>>>

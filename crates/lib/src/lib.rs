//! gear-lib: Core types and logic for gear
//!
//! This crate provides the reconciliation pipeline behind the `gear` agent:
//! - `Bundle`: the filtered, decrypted set of service definitions at one commit
//! - `DeploymentState`: what is currently running, persisted between restarts
//! - `RuntimeActivator`: stops the previous stacks and starts the new ones
//! - `UpdateSyncLoop`: polls the remote and drives activation on change

pub mod bundle;
pub mod config;
pub mod consts;
pub mod deploy;
pub mod secrets;
pub mod state;
pub mod sync;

<<<

▶ TASK ITEM:
Return every line above where "gear" appears.

▶ RESULT FOR THIS TASK:
//! gear-lib: Core types and logic for gear
//! This crate provides the reconciliation pipeline behind the `gear` agent:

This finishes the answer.